Every line holding "withdrawn" should be copied from the records below.

(Stored data begins)

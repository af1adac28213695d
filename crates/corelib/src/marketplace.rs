//! Idle connection exchange, keyed by shard.
//!
//! On sharded servers every connection lands on one shard and pools want
//! shard-affined connections. A pool that ends up holding a connection to a
//! shard it does not need deposits it here; a pool short on that shard
//! withdraws it later. The marketplace owns every idle connection it holds
//! until it is withdrawn or closed.
//!
//! The marketplace itself is plain data: methods take `&mut self` and the
//! owner ([`Host`](crate::host::Host)) supplies the lock.

use crate::connection::{Connection, ExportedConnection, IoContext, ShardId};
use std::collections::{HashMap, VecDeque};

pub struct ConnectionMarketplace<C: Connection> {
    idle: HashMap<ShardId, VecDeque<ExportedConnection<C>>>,
}

impl<C: Connection> ConnectionMarketplace<C> {
    pub fn new() -> Self {
        Self {
            idle: HashMap::new(),
        }
    }

    /// Take ownership of `connection` and park it on its shard's list.
    pub fn deposit(&mut self, connection: C) {
        let exported = ExportedConnection::new(connection);
        self.idle
            .entry(exported.shard_id())
            .or_default()
            .push_back(exported);
        metrics::counter!("marketplace.deposited").increment(1);
    }

    /// Remove up to `max_count` of the oldest idle connections on `shard_id`.
    ///
    /// Unknown or empty shards yield an empty vec. A shortfall is not
    /// signalled; compare the returned length with what was asked for.
    pub fn withdraw(&mut self, shard_id: ShardId, max_count: usize) -> Vec<ExportedConnection<C>> {
        let Some(list) = self.idle.get_mut(&shard_id) else {
            return Vec::new();
        };
        let count = max_count.min(list.len());
        let withdrawn: Vec<_> = list.drain(..count).collect();
        metrics::counter!("marketplace.withdrawn").increment(withdrawn.len() as u64);
        withdrawn
    }

    /// Re-activate every idle connection on `ctx` and close it.
    ///
    /// Returns how many connections were closed.
    pub fn close_all(&mut self, ctx: &dyn IoContext) -> usize {
        let mut closed = 0;
        for list in self.idle.values_mut() {
            for exported in list.drain(..) {
                exported.import(ctx).close();
                closed += 1;
            }
        }
        metrics::counter!("marketplace.closed").increment(closed as u64);
        closed
    }

    pub fn idle_count(&self, shard_id: ShardId) -> usize {
        self.idle.get(&shard_id).map_or(0, VecDeque::len)
    }

    pub fn total_idle(&self) -> usize {
        self.idle.values().map(VecDeque::len).sum()
    }

    pub fn is_empty(&self) -> bool {
        self.total_idle() == 0
    }

    /// Shards that currently have idle connections, ascending.
    pub fn shards(&self) -> Vec<ShardId> {
        let mut shards: Vec<_> = self
            .idle
            .iter()
            .filter(|(_, list)| !list.is_empty())
            .map(|(shard, _)| *shard)
            .collect();
        shards.sort_unstable();
        shards
    }
}

impl<C: Connection> Default for ConnectionMarketplace<C> {
    fn default() -> Self {
        Self::new()
    }
}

(Stored data ends)

Response box:
//! until it is withdrawn or closed.
        let withdrawn: Vec<_> = list.drain(..count).collect();
        metrics::counter!("marketplace.withdrawn").increment(withdrawn.len() as u64);
        withdrawn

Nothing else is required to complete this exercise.